There are two methods to achieve alignment for the staffing and cash flow constraints:
- Delay the start dates for projects that have not yet started, or
- Reduce the overall staffing on projects that have not yet reached their peak loading.
In this case, we need to reduce the peak staffing by approximately 25 FTE staff, and there are seven candidate projects still to start where adjustments can be made. We delayed the start dates for each of these projects by two months. That alone was not enough to meet the constraints, so we made some modest downward staffing adjustments to five other projects with the largest staffs. The combination of these adjustments enabled us to meet the staffing and cash flow requirements and saved an additional $5 million by using smaller teams and stretching the schedule modestly. With the new budget in place, we can now see that the earliest that any new projects could be considered is May of 2016, when the staffing curve starts to “tail off” and can also see the resource by skill level for this optimized solution (see Figures 10 and 11).
Figure 10. Optimized portfolio showing required project level staffing and optimized cash flow to meet the IT finance department budget constraints.
Figure 11. Resource by skill level for the IT budget that meets the budget constraints and has reasonable productivity assumptions.
A solution repository enables the collection and comparison of all noteworthy scenarios. It also provides configuration management for the entire process. Any potential solution can be added to the solution repository and reloaded for presentation or additional analysis. In this case, we use it to display the original budget submissions as well as our incremental steps to optimize for risk and waste and, finally, to optimize for cash flow and staffing constraints (see Figure 12). This process identified approximately $15 million in savings if acted upon, with little impact to the overall schedule of the portfolio.

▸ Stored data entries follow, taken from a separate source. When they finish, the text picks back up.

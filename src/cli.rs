use clap::Parser;

use crate::navigation::Route;

#[derive(Parser, Debug)]
#[command(
    name = "lazyview",
    version,
    about = "Terminal UI demonstrating view locking and awaitable dialogs"
)]
pub struct Args {
    /// Page to start on (index, counter, fetch-data)
    #[arg(short, long, default_value_t = Route::Index)]
    pub page: Route,

    /// Theme name, overriding the config file (e.g., "Catppuccin Latte")
    #[arg(short, long)]
    pub theme: Option<String>,
}

#[cfg(test)]
mod tests {
    use super::*;

    #[test]
    fn test_defaults() {
        let args = Args::parse_from(["lazyview"]);
        assert_eq!(args.page, Route::Index);
        assert!(args.theme.is_none());
    }

    #[test]
    fn test_page_and_theme() {
        let args = Args::parse_from(["lazyview", "--page", "fetch-data", "-t", "latte"]);
        assert_eq!(args.page, Route::FetchData);
        assert_eq!(args.theme.as_deref(), Some("latte"));
    }

    #[test]
    fn test_unknown_page_is_rejected() {
        assert!(Args::try_parse_from(["lazyview", "--page", "weather"]).is_err());
    }
}
//! Full-screen pages reachable through navigation.

mod counter;
mod fetch_data;
mod index;

use std::sync::Arc;

use tokio::sync::mpsc::UnboundedSender;

pub use counter::CounterPage;
pub use fetch_data::FetchDataPage;
pub use index::IndexPage;

use crate::message::AppMessage;
use crate::navigation::Route;
use crate::view::{Page, ViewContext};
use crate::weather::WeatherForecastService;

/// Mount the page for `route`.
pub fn create_page(
    route: Route,
    ctx: ViewContext,
    messages: UnboundedSender<AppMessage>,
    weather: &Arc<dyn WeatherForecastService>,
) -> Box<dyn Page> {
    match route {
        Route::Index => Box::new(IndexPage::new(ctx, messages)),
        Route::Counter => Box::new(CounterPage::new(ctx)),
        Route::FetchData => Box::new(FetchDataPage::new(ctx, weather.clone())),
    }
}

Figure 12. Comparison of "As Submitted" Budget, risk-adjusted, and constraint-adjusted alternatives. Approximately $15 million in savings have been identified in the budget planning process.
Step Five - Matching Skills to Specific Corporate Resources Using the SLIM®-PPM Integration Framework
The SLIM® tooling contains a PPM (Program & Portfolio Management) integration framework. This allows a smooth transition of skill, location, and labor rate data between SLIM® and a corporate PPM System, leveraging the advantages of each tool. For example, SLIM® is particularly good at quickly performing “what-if” analysis to support decision making. When a decision has been made, the skills and effort information can be passed to the PPM system for specific resource assignments, ROI business case analysis, and portfolio analysis. The following figure shows the conceptual model of how the SLIM-PPM Integration works. This integration saves a lot time and effort for project managers who often need to manually input and adjust this data.
Figure 13. Conceptual diagram of the SLIM-PPM integration
A mature IT budgeting and demand management process can pay huge dividends and is worth considering if you are currently missing the mark or wish to simply maximize or improve the efficiency of your business. In short, implementing the processes and methods described in this paper will help you:
- Identify and eliminate high risk projects that are likely to overrun and slip,
- Identify ultra-conservative projects that are wasteful and opportunities to save big money,
- Identify when to realistically take on new projects,
- Establish realistic total budgets and cash flow projections,
- Identify when specific skills are required to support normal development and be matched to capacity constraints,
- Save time and money by interfacing with a corporate PPM system to streamline resource allocation and portfolio analysis, and
- Quickly evaluate alternatives to meet specific objectives around constraints of money, staffing, or skill mix.